Due osservazioni su questo libro: in
primo luogo la capacità dell’autrice, che a questo ha dedicato la
vita, di raccontare gli ultimi, quelli che vivono ai margini o forse
sono solo un po’ diversi, senza retorica, senza un preponderante
impegno pedagogico nei confronti della lettrice e del lettore. La
Dowd ci racconta questa diversità, questo mondo che
indiscutibilmente ha luci e ombre, senza contrapporre noi e loro,
loro, i pavee buoni e noi, i buffer, o i gagé, o gaggi, come ci
chiamano i rom, cattivi. La realtà è complicata e talvolta l’unico
modo di continuare a essere se stessi è fuggire.
Il secondo aspetto, collegato al primo,
è la capacità di farci entrare nella testa di questi presunti
‘diversi’, di descriverceli con quel senso di comune umanità che
contraddistingue la Dowd.
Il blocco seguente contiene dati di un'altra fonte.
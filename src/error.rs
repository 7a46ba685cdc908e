use axum::{
    http::StatusCode,
    response::{IntoResponse, Json},
};
use serde_json::json;

pub type Result<T> = std::result::Result<T, Error>;

#[derive(Debug, thiserror::Error)]
pub enum Error {
    #[error("Configuration error: {0}")]
    Config(String),

    #[error("Bad request: {0}")]
    BadRequest(String),

    #[error("Unauthorized: {0}")]
    Unauthorized(String),

    #[error("Forbidden: {0}")]
    Forbidden(String),

    #[error("Not found: {0}")]
    NotFound(String),

    #[error("Conflict: {0}")]
    Conflict(String),

    #[error("Application link is invalid")]
    LinkInvalid,

    #[error("Application link has expired")]
    LinkExpired,

    #[error("Application link has already been used")]
    LinkAlreadyUsed,

    #[error("Database error: {0}")]
    Database(sqlx::Error),

    #[error("Validation error: {0}")]
    Validation(#[from] validator::ValidationErrors),

    #[error("Internal error: {0}")]
    Internal(String),

    #[error("IO error: {0}")]
    Io(#[from] std::io::Error),

    #[error("Multipart error: {0}")]
    Multipart(#[from] axum::extract::multipart::MultipartError),
}

impl Error {
    fn link_response(status: StatusCode, code: &str, message: &str) -> axum::response::Response {
        (status, Json(json!({ "error": code, "message": message }))).into_response()
    }
}

impl IntoResponse for Error {
    fn into_response(self) -> axum::response::Response {
        let (status, error_message) = match self {
            Error::LinkInvalid => {
                return Error::link_response(
                    StatusCode::NOT_FOUND,
                    "link_invalid",
                    "This application link is invalid",
                )
            }
            Error::LinkExpired => {
                return Error::link_response(
                    StatusCode::GONE,
                    "link_expired",
                    "This application link has expired",
                )
            }
            Error::LinkAlreadyUsed => {
                return Error::link_response(
                    StatusCode::CONFLICT,
                    "link_already_used",
                    "This application link has already been used",
                )
            }
            Error::Validation(err) => {
                let body = Json(json!({ "error": "validation_failed", "fields": err }));
                return (StatusCode::BAD_REQUEST, body).into_response();
            }
            Error::BadRequest(msg) => (StatusCode::BAD_REQUEST, msg),
            Error::Unauthorized(msg) => (StatusCode::UNAUTHORIZED, msg),
            Error::Forbidden(msg) => (StatusCode::FORBIDDEN, msg),
            Error::NotFound(msg) => (StatusCode::NOT_FOUND, msg),
            Error::Conflict(msg) => (StatusCode::CONFLICT, msg),
            Error::Multipart(err) => (StatusCode::BAD_REQUEST, err.to_string()),
            Error::Database(err) => {
                tracing::error!(error = ?err, "database error");
                (
                    StatusCode::INTERNAL_SERVER_ERROR,
                    "An unexpected error occurred".to_string(),
                )
            }
            Error::Io(err) => {
                tracing::error!(error = ?err, "io error");
                (
                    StatusCode::INTERNAL_SERVER_ERROR,
                    "An unexpected error occurred".to_string(),
                )
            }
            Error::Internal(msg) => (StatusCode::INTERNAL_SERVER_ERROR, msg),
            Error::Config(_) => (
                StatusCode::INTERNAL_SERVER_ERROR,
                "An unexpected error occurred".to_string(),
            ),
        };

        let body = Json(json!({ "error": error_message }));
        (status, body).into_response()
    }
}

impl From<sqlx::Error> for Error {
    fn from(err: sqlx::Error) -> Self {
        match err {
            sqlx::Error::RowNotFound => Error::NotFound("Resource not found".to_string()),
            other => Error::Database(other),
        }
    }
}
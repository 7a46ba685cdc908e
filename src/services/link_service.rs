use chrono::{DateTime, Duration, Utc};
use sqlx::PgPool;
use uuid::Uuid;
use validator::Validate;

use crate::dto::link_dto::ApplicationFormPayload;
use crate::error::{Error, Result};
use crate::models::application_link::{ApplicationLink, LinkState};
use crate::models::detailed_application::{DetailedApplication, StageStatuses};
use crate::models::job::Job;
use crate::services::application_service::{APPLICATION_COLUMNS, APPLICATION_FROM};
use crate::services::stage_engine::recompute_overall;

pub const MIN_DURATION_DAYS: i64 = 1;
pub const MAX_DURATION_DAYS: i64 = 365;

const LINK_COLUMNS: &str =
    "l.id, l.token, l.job_id, j.title AS job_title, l.expires_at, l.is_used, l.created_by, l.created_at";

#[derive(Clone)]
pub struct LinkService {
    pool: PgPool,
    default_duration_days: i64,
}

/// What the applicant sees before filling in the form.
#[derive(Debug, Clone)]
pub struct LinkForm {
    pub link: ApplicationLink,
    pub job: Option<Job>,
}

/// Maps a link state onto the error the applicant receives.
pub fn ensure_redeemable(state: LinkState) -> Result<()> {
    match state {
        LinkState::Active => Ok(()),
        LinkState::Expired => Err(Error::LinkExpired),
        LinkState::Redeemed => Err(Error::LinkAlreadyUsed),
    }
}

/// Tokens arrive as path text; anything that is not a UUID is simply unknown.
pub fn parse_token(raw: &str) -> Result<Uuid> {
    Uuid::parse_str(raw.trim()).map_err(|_| Error::LinkInvalid)
}

pub fn apply_url(public_base_url: &str, token: Uuid) -> String {
    format!("{}/apply/{}", public_base_url.trim_end_matches('/'), token)
}

impl LinkService {
    pub fn new(pool: PgPool, default_duration_days: i64) -> Self {
        Self {
            pool,
            default_duration_days,
        }
    }

    pub async fn create(
        &self,
        owner: Uuid,
        job_id: Option<Uuid>,
        duration_days: Option<i64>,
        now: DateTime<Utc>,
    ) -> Result<ApplicationLink> {
        let days = duration_days.unwrap_or(self.default_duration_days);
        if !(MIN_DURATION_DAYS..=MAX_DURATION_DAYS).contains(&days) {
            return Err(Error::BadRequest(format!(
                "duration_days must be between {} and {}",
                MIN_DURATION_DAYS, MAX_DURATION_DAYS
            )));
        }

        if let Some(job_id) = job_id {
            let owned: Option<Uuid> =
                sqlx::query_scalar("SELECT id FROM jobs WHERE id = $1 AND created_by = $2")
                    .bind(job_id)
                    .bind(owner)
                    .fetch_optional(&self.pool)
                    .await?;
            if owned.is_none() {
                return Err(Error::NotFound("Job not found".into()));
            }
        }

        let link = sqlx::query_as::<_, ApplicationLink>(&format!(
            r#"
            WITH l AS (
                INSERT INTO application_links (id, token, job_id, expires_at, is_used, created_by, created_at)
                VALUES ($1, $2, $3, $4, FALSE, $5, $6)
                RETURNING *
            )
            SELECT {} FROM l LEFT JOIN jobs j ON j.id = l.job_id
            "#,
            LINK_COLUMNS
        ))
        .bind(Uuid::new_v4())
        .bind(Uuid::new_v4())
        .bind(job_id)
        .bind(now + Duration::days(days))
        .bind(owner)
        .bind(now)
        .fetch_one(&self.pool)
        .await?;

        tracing::info!(link_id = %link.id, job_id = ?link.job_id, expires_at = %link.expires_at, "Application link issued");
        Ok(link)
    }

    pub async fn list(&self, owner: Uuid) -> Result<Vec<ApplicationLink>> {
        let links = sqlx::query_as::<_, ApplicationLink>(&format!(
            "SELECT {} FROM application_links l LEFT JOIN jobs j ON j.id = l.job_id \
             WHERE l.created_by = $1 ORDER BY l.created_at DESC",
            LINK_COLUMNS
        ))
        .bind(owner)
        .fetch_all(&self.pool)
        .await?;
        Ok(links)
    }

    async fn find_by_token(&self, token: Uuid) -> Result<ApplicationLink> {
        sqlx::query_as::<_, ApplicationLink>(&format!(
            "SELECT {} FROM application_links l LEFT JOIN jobs j ON j.id = l.job_id WHERE l.token = $1",
            LINK_COLUMNS
        ))
        .bind(token)
        .fetch_optional(&self.pool)
        .await?
        .ok_or(Error::LinkInvalid)
    }

    /// Loads the form context for an active link.
    pub async fn inspect(&self, token: Uuid, now: DateTime<Utc>) -> Result<LinkForm> {
        let link = self.find_by_token(token).await?;
        ensure_redeemable(link.state_at(now))?;

        let job = match link.job_id {
            Some(job_id) => Some(
                sqlx::query_as::<_, Job>(
                    "SELECT id, title, department, description, requirements, location, is_active, \
                     created_by, created_at, updated_at FROM jobs WHERE id = $1",
                )
                .bind(job_id)
                .fetch_one(&self.pool)
                .await?,
            ),
            None => None,
        };
        Ok(LinkForm { link, job })
    }

    /// Creates the detailed application and consumes the link, atomically.
    /// A link is active until it is redeemed or `now` passes `expires_at`;
    /// the link state is settled before the form is validated.
    pub async fn redeem(
        &self,
        token: Uuid,
        form: ApplicationFormPayload,
        now: DateTime<Utc>,
    ) -> Result<DetailedApplication> {
        let mut tx = self.pool.begin().await?;

        let link = sqlx::query_as::<_, ApplicationLink>(
            r#"
            SELECT id, token, job_id, NULL::text AS job_title, expires_at, is_used, created_by, created_at
            FROM application_links
            WHERE token = $1
            FOR UPDATE
            "#,
        )
        .bind(token)
        .fetch_optional(&mut *tx)
        .await?
        .ok_or(Error::LinkInvalid)?;

        ensure_redeemable(link.state_at(now))?;
        form.validate()?;

        let statuses = StageStatuses::default();
        let application_id = Uuid::new_v4();
        let inserted = sqlx::query(
            r#"
            INSERT INTO detailed_applications (
                id, link_id, full_name, email, phone_number, cover_letter, submitted_at, updated_at,
                overall_status, phone_status, hr_status, technical_status, ceo_status
            )
            VALUES ($1, $2, $3, $4, $5, $6, $7, $7, $8, $9, $10, $11, $12)
            ON CONFLICT (link_id) DO NOTHING
            "#,
        )
        .bind(application_id)
        .bind(link.id)
        .bind(form.full_name.trim())
        .bind(form.email.trim())
        .bind(form.phone_number.trim())
        .bind(form.cover_letter.trim())
        .bind(now)
        .bind(recompute_overall(&statuses).as_str())
        .bind(statuses.phone.as_str())
        .bind(statuses.hr.as_str())
        .bind(statuses.technical.as_str())
        .bind(statuses.ceo.as_str())
        .execute(&mut *tx)
        .await?;
        if inserted.rows_affected() == 0 {
            return Err(Error::LinkAlreadyUsed);
        }

        let consumed = sqlx::query(
            "UPDATE application_links SET is_used = TRUE WHERE id = $1 AND is_used = FALSE",
        )
        .bind(link.id)
        .execute(&mut *tx)
        .await?;
        if consumed.rows_affected() == 0 {
            return Err(Error::LinkAlreadyUsed);
        }

        let application = sqlx::query_as::<_, DetailedApplication>(&format!(
            "SELECT {} FROM {} WHERE a.id = $1",
            APPLICATION_COLUMNS, APPLICATION_FROM
        ))
        .bind(application_id)
        .fetch_one(&mut *tx)
        .await?;

        tx.commit().await?;

        tracing::info!(
            application_id = %application.id,
            link_id = %link.id,
            "Application link redeemed"
        );
        Ok(application)
    }
}
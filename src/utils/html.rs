/// Escapes text for interpolation into an HTML mail body.
pub fn escape(input: &str) -> String {
    let mut out = String::with_capacity(input.len());
    for ch in input.chars() {
        match ch {
            '&' => out.push_str("&amp;"),
            '<' => out.push_str("&lt;"),
            '>' => out.push_str("&gt;"),
            '"' => out.push_str("&quot;"),
            '\'' => out.push_str("&#39;"),
            _ => out.push(ch),
        }
    }
    out
}

/// Escapes and keeps line breaks of free-text comments.
pub fn escape_multiline(input: &str) -> String {
    escape(input).replace('\n', "<br>")
}
//! Integrity verification for audit chains

use crate::event::AuditEvent;
use serde::Serialize;

/// Tracks the head of the hash chain and the next sequence number
#[derive(Debug, Clone, Default)]
pub struct IntegrityChain {
    last_hash: Option<String>,
    last_seq: u64,
}

impl IntegrityChain {
    /// Create an empty chain
    pub fn new() -> Self {
        Self::default()
    }

    /// Resume a chain from persisted state
    pub fn from_state(last_hash: Option<String>, last_seq: u64) -> Self {
        Self {
            last_hash,
            last_seq,
        }
    }

    /// Hash the next event must link to
    pub fn previous_hash(&self) -> Option<String> {
        self.last_hash.clone()
    }

    /// Sequence number for the next event
    pub fn next_seq(&self) -> u64 {
        self.last_seq + 1
    }

    /// Advance the chain past `event`
    pub fn update(&mut self, event: &AuditEvent) {
        self.last_hash = Some(event.event_hash.clone());
        self.last_seq = event.seq;
    }

    pub fn last_seq(&self) -> u64 {
        self.last_seq
    }

    pub fn head_hash(&self) -> Option<&str> {
        self.last_hash.as_deref()
    }
}

/// Verifies stored events against their hashes and links
pub struct IntegrityVerifier;

impl IntegrityVerifier {
    /// Verify a single event's hash
    pub fn verify_event(event: &AuditEvent) -> bool {
        event.compute_hash() == event.event_hash
    }

    /// Verify a contiguous run of events, oldest first
    pub fn verify_chain(events: &[AuditEvent]) -> ChainVerification {
        let mut result = ChainVerification {
            valid: true,
            total_events: events.len(),
            verified_events: 0,
            first_invalid_seq: None,
            error_message: None,
        };

        for (i, event) in events.iter().enumerate() {
            if !Self::verify_event(event) {
                result.fail(event.seq, format!("event {} has invalid hash", event.seq));
                return result;
            }

            if i > 0 {
                let prev = &events[i - 1];
                if event.seq != prev.seq + 1 {
                    result.fail(
                        event.seq,
                        format!(
                            "sequence gap: event {} follows event {}",
                            event.seq, prev.seq
                        ),
                    );
                    return result;
                }
                if event.previous_hash.as_deref() != Some(prev.event_hash.as_str()) {
                    result.fail(
                        event.seq,
                        format!(
                            "event {} has broken chain link (expected prev: {}, got: {:?})",
                            event.seq, prev.event_hash, event.previous_hash
                        ),
                    );
                    return result;
                }
            } else if event.seq == 1 && event.previous_hash.is_some() {
                result.fail(event.seq, "genesis event carries a previous hash".to_string());
                return result;
            }

            result.verified_events = i + 1;
        }

        result
    }
}

/// Result of chain verification
#[derive(Debug, Clone, Serialize)]
pub struct ChainVerification {
    pub valid: bool,
    pub total_events: usize,
    pub verified_events: usize,
    pub first_invalid_seq: Option<u64>,
    pub error_message: Option<String>,
}

impl ChainVerification {
    fn fail(&mut self, seq: u64, message: String) {
        self.valid = false;
        self.first_invalid_seq = Some(seq);
        self.error_message = Some(message);
    }
}

#[cfg(test)]
mod tests {
    use super::*;
    use crate::event::{AuditActor, AuditEventType};

    fn build_chain(len: usize) -> Vec<AuditEvent> {
        let mut chain = IntegrityChain::new();
        (0..len)
            .map(|i| {
                let event = AuditEvent::builder(AuditEventType::PlanSubmitted)
                    .actor(AuditActor::system("test"))
                    .field("index", i)
                    .build()
                    .unwrap()
                    .finalize(chain.next_seq(), chain.previous_hash());
                chain.update(&event);
                event
            })
            .collect()
    }

    #[test]
    fn test_integrity_chain() {
        let mut chain = IntegrityChain::new();
        assert!(chain.previous_hash().is_none());
        assert_eq!(chain.next_seq(), 1);

        let events = build_chain(2);
        chain.update(&events[0]);
        assert_eq!(chain.head_hash(), Some(events[0].event_hash.as_str()));
        chain.update(&events[1]);
        assert_eq!(chain.last_seq(), 2);
        assert_eq!(chain.next_seq(), 3);
    }

    #[test]
    fn test_verify_chain() {
        let events = build_chain(5);
        let result = IntegrityVerifier::verify_chain(&events);

        assert!(result.valid);
        assert_eq!(result.total_events, 5);
        assert_eq!(result.verified_events, 5);
    }

    #[test]
    fn test_detects_tampered_payload() {
        let mut events = build_chain(3);
        events[1].payload["index"] = serde_json::json!(42);

        let result = IntegrityVerifier::verify_chain(&events);
        assert!(!result.valid);
        assert_eq!(result.first_invalid_seq, Some(2));
        assert_eq!(result.verified_events, 1);
    }

    #[test]
    fn test_detects_removed_event() {
        let mut events = build_chain(4);
        events.remove(2);

        let result = IntegrityVerifier::verify_chain(&events);
        assert!(!result.valid);
        assert_eq!(result.first_invalid_seq, Some(4));
    }

    #[test]
    fn test_empty_chain_is_valid() {
        let result = IntegrityVerifier::verify_chain(&[]);
        assert!(result.valid);
        assert_eq!(result.total_events, 0);
    }
}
Ragazzi come tutti gli altri, alla ricerca
di un contatto con un mondo che li respinge ai margini.
Infine, soprattutto in considerazione
del fatto che questo è l’ultimo volume degli scritti di Siobhan
Dowd, un ringraziamento all’editore, Uovonero, che tanta cura e
attenzione ha messo nel tradurre questi testi. Cura, attenzione che
si colgono nella scelta delle parole, nell’accuratezza della
traduzione, nella valorizzazione di un testi che sono diventati un
riferimento nelle letture dei ragazzi di oggi.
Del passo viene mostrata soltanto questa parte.